Ознакомиться с материалом можно - просто, чтобы иметь представления о принципах, методах и практиках.

*Самолечением же заниматься по ней нельзя.* 
Получайте передачу у компетентного Учителя Ваджраяны или Дзогчена, входящего в непрерывную линию преемственности, получайте уполномачивание на отдельные практики: Практику Долгой Жизни (их много), Практику Мандаравы, Будды Медицины - после этого - на здоровье! 

Хотя, при наличии психических заболеваний предложенная последовательность не исключает,  а настоятельно рекомендует обращение к компетентному психиатру и медикаментозное лечение под его наблюдением.

Предлагать же данную книгу в качестве самоучителя по лечению своих собственных заболеваний - преступно! 

Это все равно как написать: "Ох, какую я вчера отличную книгу читал - ее написал крупный специалист, проф. медицины И.И. Иванов: "Проведение трепанации черепа"... - надо будет попробовать... И всем рекомендую заодно!"

----------


## Кунзанг Янгдзом

Самолечением вообще заниматься нельзя. Ни по книжкам , ни без них. :Big Grin: 
Но в дополнение к основному лечению у врача-специалиста, можно и в книгах много нужного почерпнуть.  Конечно, нужно к любой информации в книгах с позиции здравого смысла подходить .... :Roll Eyes (Sarcastic): ,

----------


## Ринчен Намгьял

Если лечить самому, например, депрессию, то можно, а о серьезных заболеваниях конечно речи нет: врач+Дхарма




> Получайте передачу


Мантры Мани, Будды Медицины и Тары можно и без передачи читать, хотя с передачей конечно намного лучше.

----------


## Тарас

Спасибо за ответы! Захотелось приобрести эту книгу. Только вот не знаю в Украине она продаётся или нет... Я из Харькова. У нас здесь есть большой книжный рынок, но я не уверен что там есть. Наверное лучше заказать по интернету...
Кто нибудь знает украинские интернет магазины где можно купить?? Или можно с Российского купить (ну чтобы в Украину выслали).

----------


## Сергей Муай

> Кто нибудь знает украинские интернет магазины где можно купить??


Сивупле

----------


## Eternal Jew

http://dharma.ru/details/297

220 руб.

Лама Сопа Ринпоче
Абсолютное исцеление. Духовное целительство в тибетском буддизме
Перевод с английского: А. Нариньяни
Серия: Самадхи
ISBN: 978-5-9743-0092-9

Болезни наши проявляются и переживаются на физическом плане, однако для того, чтобы выздороветь, необходимо понять, что подлинное исцеление берет свое начало в наших сердцах и умах. В своей книге "Абсолютное исцеление" всемирно известный мастер буддийской медитации Сопа Ринпоче помогает читателю понять, в чем кроется корень всех наших телесных и физических недугов, и вручает ему весь необходимый инструментарий, воспользовавшись которым каждый сможет обеспечить себе счастье и здоровье в будущем. Знакомя нас с историями людей, исцелившихся с помощью медитации, Ринпоче детально рассматривает причинно-следственный закон кармы и процесс ментального обозначения, играющие ключевую роль в возникновении заболеваний, демонстрируя то, как медитация и другие техники развития мудрости и сострадания способны полностью устранить первопричину всех болезней.
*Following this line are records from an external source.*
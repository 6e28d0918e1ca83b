use axum::extract::State;
use axum::http::StatusCode;
use axum::Json;
use serde::Serialize;

use crate::app_state::AppState;
use crate::models::recognition::StatusResponse;

/// GET /api/status — liveness probe used by the UI.
pub async fn api_status() -> Json<StatusResponse> {
    Json(StatusResponse {
        status: "API is running".to_string(),
    })
}

#[derive(Serialize)]
pub struct HealthResponse {
    pub status: String,
    pub version: String,
    pub checks: HealthChecks,
}

#[derive(Serialize)]
pub struct HealthChecks {
    pub upload_dir: ComponentHealth,
    pub worker: ComponentHealth,
}

#[derive(Serialize)]
pub struct ComponentHealth {
    pub status: String,
    #[serde(skip_serializing_if = "Option::is_none")]
    pub detail: Option<String>,
}

impl ComponentHealth {
    fn ok() -> Self {
        Self {
            status: "ok".to_string(),
            detail: None,
        }
    }

    fn error(detail: impl Into<String>) -> Self {
        Self {
            status: "error".to_string(),
            detail: Some(detail.into()),
        }
    }

    fn is_ok(&self) -> bool {
        self.status == "ok"
    }
}

/// GET /health — readiness of the upload directory and worker configuration.
pub async fn health_check(State(state): State<AppState>) -> (StatusCode, Json<HealthResponse>) {
    let upload_dir = match tokio::fs::metadata(state.store.dir()).await {
        Ok(meta) if !meta.is_dir() => ComponentHealth::error("not a directory"),
        Ok(meta) if meta.permissions().readonly() => ComponentHealth::error("read-only"),
        Ok(_) => ComponentHealth::ok(),
        Err(e) => ComponentHealth::error(e.to_string()),
    };

    let worker = if state.config.worker_program.trim().is_empty() {
        ComponentHealth::error("no worker program configured")
    } else {
        ComponentHealth::ok()
    };

    let all_healthy = upload_dir.is_ok() && worker.is_ok();
    let status_code = if all_healthy {
        StatusCode::OK
    } else {
        StatusCode::SERVICE_UNAVAILABLE
    };

    let response = HealthResponse {
        status: if all_healthy {
            "ok".to_string()
        } else {
            "degraded".to_string()
        },
        version: env!("CARGO_PKG_VERSION").to_string(),
        checks: HealthChecks { upload_dir, worker },
    };

    (status_code, Json(response))
}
Во второй части книги содержится подробное описание различных целительских практик тибетской буддийской традиции, приводятся исцеляющие мантры и молитвы, а также иные медитативные техники, способные подарить нам здоровье и долголетие. Среди них вы найдете очистительные медитации, метод работы с депрессивными состояними сознания и продлевающий жизнь ритуал освобождения животных от неминуемой смерти.
М., Открытый мир, 2007
84 x 108 1/32, 3000 экз., 384 стр., твердый переплет

----------


## Eternal Jew

А по хорошему, если Вы хотите понять, ПОЧЕМУ возникают все наши болезни и их корни - омрачения, т.е. чтобы ДЕЙСТВИТЕЛЬНО разобраться со своим собственным умом, нужно формировать у себя правильное буддйское воззрение: тогда даже "открытые" мантры будут работать... Лучшее из литературы, что могу посоветовать, это:

http://dharma.ru/details/274
Патрул Ринпоче
Слова моего несравненного Учителя

http://dharma.ru/details/290
Чокьи Нима Ринпоче
Путеводитель по жизни и смерти

http://dharma.ru/details/294
Чже Цонкапа
Большое руководство к этапам пути Пробуждения (в двух томах)

----------


## Liza Lyolina

> Спасибо за ответы! Захотелось приобрести эту книгу. Только вот не знаю в Украине она продаётся или нет... Я из Харькова. У нас здесь есть большой книжный рынок, но я не уверен что там есть. Наверное лучше заказать по интернету...
> Кто нибудь знает украинские интернет магазины где можно купить?? Или можно с Российского купить (ну чтобы в Украину выслали).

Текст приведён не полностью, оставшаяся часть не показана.